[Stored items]
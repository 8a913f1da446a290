use hireboard_core::config::LogFormat;
use hireboard_core::Config;
use tracing_subscriber::{layer::SubscriberExt, util::SubscriberInitExt};

/// Install the global subscriber with the configured log format.
pub fn init_telemetry(config: &Config) -> Result<(), Box<dyn std::error::Error>> {
    let registry = tracing_subscriber::registry().with(super::env_filter());

    match config.log_format() {
        LogFormat::Json => registry
            .with(tracing_subscriber::fmt::layer().json().with_current_span(true))
            .try_init()?,
        LogFormat::Compact => registry
            .with(tracing_subscriber::fmt::layer().compact())
            .try_init()?,
    }

    if let Some(endpoint) = &config.otel().endpoint {
        tracing::warn!(
            endpoint = %endpoint,
            "Trace endpoint configured but OpenTelemetry support is not compiled in"
        );
    }

    tracing::debug!(format = ?config.log_format(), "Tracing initialized");
    Ok(())
}

pub async fn shutdown_telemetry() {
    tracing::debug!("Telemetry shutdown");
}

ACTIVITY ▸ Write down every record shown above precisely.

RESULT OF THIS EXERCISE ▸
repository 8a913f1da446a290
use hireboard_core::config::LogFormat;
use hireboard_core::Config;
use tracing_subscriber::{layer::SubscriberExt, util::SubscriberInitExt};

/// Install the global subscriber with the configured log format.
pub fn init_telemetry(config: &Config) -> Result<(), Box<dyn std::error::Error>> {
    let registry = tracing_subscriber::registry().with(super::env_filter());

    match config.log_format() {
        LogFormat::Json => registry
            .with(tracing_subscriber::fmt::layer().json().with_current_span(true))
            .try_init()?,
        LogFormat::Compact => registry
            .with(tracing_subscriber::fmt::layer().compact())
            .try_init()?,
    }

    if let Some(endpoint) = &config.otel().endpoint {
        tracing::warn!(
            endpoint = %endpoint,
            "Trace endpoint configured but OpenTelemetry support is not compiled in"
        );
    }

    tracing::debug!(format = ?config.log_format(), "Tracing initialized");
    Ok(())
}

pub async fn shutdown_telemetry() {
    tracing::debug!("Telemetry shutdown");
}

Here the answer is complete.